NuGet Packages for Entity Framework and Logging
You can now add VistaDB Entity Framework support and VistaDB Logging support for Loupe directly from NuGet. This is particularly useful for Entity Framework because it automatically updates your application configuration file with the appropriate entries, adds the correct version of EF, and adds the provider assembly for VistaDB in one pass.
For Logging you get a similar ease of use – add the NuGet package and it’ll automatically pull in the Loupe Agent as well. Then you just need to add one line of code to activate the agent:
VistaDB.Loupe.Logger.Register();
For more information on what you get with logging support, see Developer’s Guide – Logging to Loupe in the online documentation.

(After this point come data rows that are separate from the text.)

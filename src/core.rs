//! # Resilience Core
//!
//! Single bootstrap path that wires every component from one configuration:
//! breakers, cache, endpoint registry, gateway, health monitor and
//! orchestrator, all sharing one event publisher. It also exposes the
//! observer-facing operations used by UI layers.

use crate::auth::{AuthProvider, StaticTokenProvider};
use crate::cache::ResponseCache;
use crate::config::ConfigManager;
use crate::connectivity::{Connectivity, ConnectivityMonitor};
use crate::error::Result;
use crate::events::EventPublisher;
use crate::gateway::{ApiGateway, GatewayError, GatewayRequest, GatewayResponse};
use crate::health::{HealthMonitor, OverallHealth};
use crate::orchestration::workflows;
use crate::orchestration::{ServiceOrchestrator, WorkflowRun};
use crate::registry::EndpointRegistry;
use crate::resilience::{CircuitBreakerManager, CircuitBreakerState, Clock, SystemClock};
use crate::transport::{HttpTransport, NetworkTransport};
use serde_json::Value;
use std::sync::Arc;
use tokio::sync::watch;
use tokio::task::JoinHandle;
use tracing::{debug, info};
use uuid::Uuid;

/// External collaborators the core talks to. Anything left unset falls back to
/// a production default: reqwest transport, in-memory tokens, always online,
/// wall clock.
#[derive(Debug, Default)]
pub struct Collaborators {
    pub transport: Option<Arc<dyn NetworkTransport>>,
    pub fallback_transport: Option<Arc<dyn NetworkTransport>>,
    pub auth: Option<Arc<dyn AuthProvider>>,
    pub connectivity: Option<Arc<dyn Connectivity>>,
    pub clock: Option<Arc<dyn Clock>>,
}

impl Collaborators {
    pub fn new() -> Self {
        Self::default()
    }

    pub fn transport(mut self, transport: Arc<dyn NetworkTransport>) -> Self {
        self.transport = Some(transport);
        self
    }

    pub fn fallback_transport(mut self, transport: Arc<dyn NetworkTransport>) -> Self {
        self.fallback_transport = Some(transport);
        self
    }

    pub fn auth(mut self, auth: Arc<dyn AuthProvider>) -> Self {
        self.auth = Some(auth);
        self
    }

    pub fn connectivity(mut self, connectivity: Arc<dyn Connectivity>) -> Self {
        self.connectivity = Some(connectivity);
        self
    }

    pub fn clock(mut self, clock: Arc<dyn Clock>) -> Self {
        self.clock = Some(clock);
        self
    }
}

#[derive(Debug)]
pub struct ResilienceCore {
    config_manager: Arc<ConfigManager>,
    events: EventPublisher,
    breakers: Arc<CircuitBreakerManager>,
    gateway: Arc<ApiGateway>,
    health: Arc<HealthMonitor>,
    orchestrator: Arc<ServiceOrchestrator>,
}

impl ResilienceCore {
    /// Bootstrap with auto-detected environment configuration and default
    /// collaborators
    pub fn new() -> Result<Self> {
        info!("🔧 Initializing ResilienceCore with auto-detected environment configuration");
        let config_manager = ConfigManager::load()?;
        Self::from_config(config_manager, Collaborators::new())
    }

    pub fn from_config(
        config_manager: Arc<ConfigManager>,
        collaborators: Collaborators,
    ) -> Result<Self> {
        let config = config_manager.config();

        let transport: Arc<dyn NetworkTransport> = match collaborators.transport {
            Some(transport) => transport,
            None => Arc::new(HttpTransport::new()?),
        };
        let auth: Arc<dyn AuthProvider> = collaborators
            .auth
            .unwrap_or_else(|| Arc::new(StaticTokenProvider::new()));
        let connectivity: Arc<dyn Connectivity> = collaborators
            .connectivity
            .unwrap_or_else(|| Arc::new(ConnectivityMonitor::default()));
        let clock: Arc<dyn Clock> = collaborators
            .clock
            .unwrap_or_else(|| Arc::new(SystemClock));

        let events = EventPublisher::from_config(&config.events);
        let registry = Arc::new(EndpointRegistry::from_config(config)?);
        let breakers = Arc::new(CircuitBreakerManager::new(
            &config.services,
            Arc::clone(&clock),
            Some(events.clone()),
        ));
        let cache = Arc::new(ResponseCache::new(&config.cache, Arc::clone(&clock)));

        let mut gateway = ApiGateway::new(
            registry,
            Arc::clone(&breakers),
            cache,
            Arc::clone(&transport),
            auth,
            Arc::clone(&connectivity),
            config.backoff.clone(),
        )
        .with_events(events.clone());
        if let Some(fallback) = collaborators.fallback_transport {
            gateway = gateway.with_fallback_transport(fallback);
        }
        let gateway = Arc::new(gateway);

        let health = Arc::new(
            HealthMonitor::new(
                config.services.clone(),
                Arc::clone(&breakers),
                transport,
                connectivity,
                config.health.clone(),
            )
            .with_events(events.clone()),
        );

        let orchestrator = ServiceOrchestrator::new(
            Arc::clone(&gateway),
            Arc::clone(&health),
            config.orchestration.clone(),
            &config.backoff,
        )
        .with_events(events.clone());

        // Configurations without the appointment endpoints simply lack the workflow
        if let Err(e) = orchestrator.register_workflow(workflows::appointment_booking()) {
            debug!(error = %e, "Built-in appointment workflow not registered");
        }

        info!(
            environment = %config_manager.environment(),
            services = config.services.len(),
            endpoints = gateway.registry().len(),
            "✅ ResilienceCore initialized"
        );

        Ok(Self {
            config_manager,
            events,
            breakers,
            gateway,
            health,
            orchestrator: Arc::new(orchestrator),
        })
    }

    pub fn config_manager(&self) -> &Arc<ConfigManager> {
        &self.config_manager
    }

    pub fn events(&self) -> &EventPublisher {
        &self.events
    }

    pub fn gateway(&self) -> &Arc<ApiGateway> {
        &self.gateway
    }

    pub fn health_monitor(&self) -> &Arc<HealthMonitor> {
        &self.health
    }

    pub fn orchestrator(&self) -> &Arc<ServiceOrchestrator> {
        &self.orchestrator
    }

    pub fn circuit_breakers(&self) -> &Arc<CircuitBreakerManager> {
        &self.breakers
    }

    pub async fn request(
        &self,
        endpoint: &str,
        request: GatewayRequest,
    ) -> std::result::Result<GatewayResponse, GatewayError> {
        self.gateway.request(endpoint, request).await
    }

    /// Run a registered workflow to completion
    pub async fn execute_workflow(&self, name: &str, input: Value) -> Result<WorkflowRun> {
        self.orchestrator.execute_named(name, input).await
    }

    /// Start a registered workflow in the background
    pub fn start_workflow(&self, name: &str, input: Value) -> Result<Uuid> {
        self.orchestrator.start_named(name, input)
    }

    pub fn cancel_workflow(&self, run_id: Uuid) -> Result<bool> {
        self.orchestrator.cancel(run_id)
    }

    /// Observe a run as it progresses
    pub fn get_active_workflow(&self, run_id: Uuid) -> Result<watch::Receiver<WorkflowRun>> {
        self.orchestrator.watch_run(run_id)
    }

    pub fn get_overall_health(&self) -> OverallHealth {
        self.health.get_overall_health()
    }

    pub fn get_circuit_breaker_state(&self, service_id: &str) -> Result<CircuitBreakerState> {
        self.breakers.get_state(service_id)
    }

    /// Operator override: close a service's breaker
    pub fn reset_circuit_breaker(&self, service_id: &str) -> Result<()> {
        info!(service_id = %service_id, "🔧 Manual circuit breaker reset");
        self.breakers.reset(service_id)
    }

    pub fn clear_cache(&self, service_id: Option<&str>) -> usize {
        self.gateway.clear_cache(service_id)
    }

    /// Start periodic probing at the configured interval, unless health
    /// monitoring is disabled
    pub fn start_health_monitoring(&self) -> Option<JoinHandle<()>> {
        let health = &self.config_manager.config().health;
        if !health.enabled {
            info!("🩺 Health monitoring disabled by configuration");
            return None;
        }
        Some(self.health.start_monitoring(health.check_interval()))
    }
}
//! Built-in workflow definitions.

use super::types::{StepAction, StepDefinition, StepError, WorkflowContext, WorkflowDefinition};
use crate::gateway::GatewayRequest;
use serde_json::{json, Value};
use tracing::info;

pub const APPOINTMENT_BOOKING: &str = "appointment_booking";

pub mod steps {
    pub const FETCH_LATEST_READING: &str = "fetch_latest_reading";
    pub const CREATE_APPOINTMENT: &str = "create_appointment";
    pub const SUBMIT_TO_QUEUE: &str = "submit_to_queue";
    pub const RECORD_ANALYTICS: &str = "record_analytics";
}

/// Book an appointment with the latest glucose reading attached.
///
/// Input: `{"appointment": {"date": ..., "reason": ...}}`. The created
/// appointment is cancelled and the queue submission withdrawn if a later
/// critical step fails.
pub fn appointment_booking() -> WorkflowDefinition {
    WorkflowDefinition::new(APPOINTMENT_BOOKING)
        .step(
            StepDefinition::new(
                steps::FETCH_LATEST_READING,
                StepAction::endpoint("glucose.latest"),
            )
            .max_retries(1),
        )
        .step(
            StepDefinition::new(
                steps::CREATE_APPOINTMENT,
                StepAction::endpoint_with("appointments.create", create_appointment_request),
            )
            .max_retries(2)
            .compensate(StepAction::endpoint_with(
                "appointments.cancel",
                appointment_id_request,
            )),
        )
        .step(
            StepDefinition::new(
                steps::SUBMIT_TO_QUEUE,
                StepAction::endpoint_with("appointments.submit", |_| {
                    Ok(GatewayRequest::new().body(json!({})))
                }),
            )
            .max_retries(2)
            .compensate(StepAction::endpoint("appointments.withdraw")),
        )
        .step(
            StepDefinition::new(
                steps::RECORD_ANALYTICS,
                StepAction::inline(record_booking_analytics),
            )
            .critical(false),
        )
}

fn create_appointment_request(ctx: &WorkflowContext) -> Result<GatewayRequest, StepError> {
    let mut body = ctx
        .lookup("/appointment")
        .cloned()
        .ok_or_else(|| StepError::Permanent("input is missing 'appointment'".to_string()))?;

    if let (Value::Object(fields), Some(reading)) =
        (&mut body, ctx.result(steps::FETCH_LATEST_READING))
    {
        fields.insert("glucose_reading".to_string(), reading.clone());
    }
    Ok(GatewayRequest::new().body(body))
}

fn appointment_id_request(ctx: &WorkflowContext) -> Result<GatewayRequest, StepError> {
    let pointer = format!("/{}/id", steps::CREATE_APPOINTMENT);
    let id = match ctx.lookup(&pointer) {
        Some(Value::String(id)) => id.clone(),
        Some(Value::Number(id)) => id.to_string(),
        _ => {
            return Err(StepError::Permanent(
                "created appointment has no id".to_string(),
            ))
        }
    };
    Ok(GatewayRequest::new().param("appointment_id", id))
}

async fn record_booking_analytics(ctx: WorkflowContext) -> Result<Value, StepError> {
    let appointment_id = ctx
        .lookup(&format!("/{}/id", steps::CREATE_APPOINTMENT))
        .cloned()
        .unwrap_or(Value::Null);
    info!(appointment_id = %appointment_id, "📊 Appointment booked");
    Ok(json!({ "event": "appointment_booked", "appointment_id": appointment_id }))
}

#[cfg(test)]
mod tests {
    use super::*;

    #[test]
    fn test_appointment_booking_shape() {
        let def = appointment_booking();
        let names: Vec<&str> = def.steps.iter().map(|s| s.name.as_str()).collect();
        assert_eq!(
            names,
            vec![
                steps::FETCH_LATEST_READING,
                steps::CREATE_APPOINTMENT,
                steps::SUBMIT_TO_QUEUE,
                steps::RECORD_ANALYTICS
            ]
        );
        assert!(def.steps[..3].iter().all(|s| s.critical));
        assert!(!def.steps[3].critical);
        assert!(def.steps[0].compensate.is_none());
        assert_eq!(
            def.steps[1].compensate.as_ref().and_then(|a| a.endpoint_key()),
            Some("appointments.cancel")
        );
    }

    #[test]
    fn test_create_request_attaches_reading() {
        let mut ctx = WorkflowContext::new(json!({"appointment": {"reason": "Checkup"}}));
        ctx.record(steps::FETCH_LATEST_READING, json!({"glucose_mg_dl": 110}));

        let request = create_appointment_request(&ctx).unwrap();
        assert_eq!(
            request.body,
            Some(json!({"reason": "Checkup", "glucose_reading": {"glucose_mg_dl": 110}}))
        );
    }

    #[test]
    fn test_create_request_requires_appointment_input() {
        let ctx = WorkflowContext::new(json!({}));
        assert!(matches!(
            create_appointment_request(&ctx),
            Err(StepError::Permanent(_))
        ));
    }

    #[test]
    fn test_cancel_request_uses_created_id() {
        let mut ctx = WorkflowContext::new(json!({}));
        ctx.record(steps::CREATE_APPOINTMENT, json!({"id": 42}));

        let request = appointment_id_request(&ctx).unwrap();
        assert_eq!(request.params.get("appointment_id").map(String::as_str), Some("42"));
    }
}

We encourage you to use the NuGet distribution where feasible because fixes and enhancements are occasionally released to NuGet prior to the next full product release.
Data Builder Usability Updates
Based on support questions since 5.0 shipped we made Data Builder a bit smarter about when it shows obsolete configuration options (notably about column encryption) so they don’t appear when you access a VistaDB 5 database since they don’t apply. We also made binary values show using a fixed-width font to ease comparison between rows. We also brought back the extended area display for long text columns which had inadvertently gotten dropped in 5.0.
SELECT UNION with ORDER BY
If you had a SELECT UNION query and did an ORDER BY it wouldn’t return the correctly ordered results if it was able to optimize the ORDER BY with an index on the last SELECT query. This was introduced in 5.0 and is now fixed.
OUTER JOIN can return too few matching records
If you have an OUTER JOIN with a peer INNER JOIN VistaDB would return just the first null row, not one null row for every INNER JOIN match. For example:
SELECT * FROM A LEFT JOIN B ON B.A_Id = A.Id INNER JOIN C ON C.A_Id = A.Id
The correct result would use NULL for values from table B when it couldn’t find any matching row for every matching row in table C. Instead, it would return just the first match. We verified this issue goes back at least as far as VistaDB 4 and predates the Gibraltar Software acquisition of VistaDB.